Trial designs for multicentre clinical studies of investigational phases I B to III with praziquantel.

Following very promising results with 2-cyclohexylcarbonyl-1,2,3,6,7,11b-hexahydro-4H-pyrazino[2,1-a] isoquinolin-4-one (praziquantel, EMBAY 8440, Biltricide) in animal experiments on toxicity and efficacy and after confirming excellent tolerability in healthy volunteers, WHO could be won over to the further clinical development of this compound. In close cooperation trial protocols and case report sheets standardised as far as possible were set up for intercontinental multicentre trials in investigational phases II A, II B, and III, respectively.
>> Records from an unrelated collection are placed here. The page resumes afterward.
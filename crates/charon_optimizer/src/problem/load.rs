use std::{
    iter::Sum,
    ops::{Add, AddAssign, Neg, Sub, SubAssign},
};

use serde::{Deserialize, Serialize};

/// Signed load units. Demands and capacities are non-negative; the signed
/// form also expresses the load delta of a delivery.
#[derive(
    Serialize, Deserialize, Debug, Clone, Copy, PartialEq, Eq, PartialOrd, Ord, Default, Hash,
)]
pub struct Load(i64);

impl Load {
    pub const ZERO: Load = Load(0);

    pub const fn new(value: i64) -> Self {
        Load(value)
    }

    pub fn value(&self) -> i64 {
        self.0
    }

    pub fn is_zero(&self) -> bool {
        self.0 == 0
    }

    pub fn is_positive(&self) -> bool {
        self.0 > 0
    }

    pub fn from_rounded(value: f64) -> Self {
        Load(value.round() as i64)
    }
}

impl std::fmt::Display for Load {
    fn fmt(&self, f: &mut std::fmt::Formatter<'_>) -> std::fmt::Result {
        write!(f, "{}", self.0)
    }
}

impl From<i64> for Load {
    fn from(value: i64) -> Self {
        Load(value)
    }
}

impl Add for Load {
    type Output = Load;

    fn add(self, other: Load) -> Load {
        Load(self.0 + other.0)
    }
}

impl AddAssign for Load {
    fn add_assign(&mut self, other: Load) {
        self.0 += other.0;
    }
}

impl Sub for Load {
    type Output = Load;

    fn sub(self, other: Load) -> Load {
        Load(self.0 - other.0)
    }
}

impl SubAssign for Load {
    fn sub_assign(&mut self, other: Load) {
        self.0 -= other.0;
    }
}

impl Neg for Load {
    type Output = Load;

    fn neg(self) -> Load {
        Load(-self.0)
    }
}

impl Sum for Load {
    fn sum<I: Iterator<Item = Load>>(iter: I) -> Load {
        iter.fold(Load::ZERO, |acc, x| acc + x)
    }
}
Thus, in investigational phase II A, studies were conducted simultaneously in Africa, Asia and South America. In all those endemic areas not only good tolerability in patients but also high efficacy against local Schistosoma species could be confirmed in double blind trials. In the extended phase II B, patients were allotted to 3 strata of different intensity of infection in order to find out if differentiating dosages would be necessary according to degree of worm burden, patient's age, and occurrence of more frequent and/or severe adverse reactions in patients with hepatolienal complications. There is not yet a satisfactory answer to all of these questions. In the investigational phase III already under way we hope to fill those gaps and also to find the optimum dosage for large scale use under field conditions. The profile of praziquantel, however, has already been established to an extent that first community health projects have been successfully started and others are in an advanced stage of planning.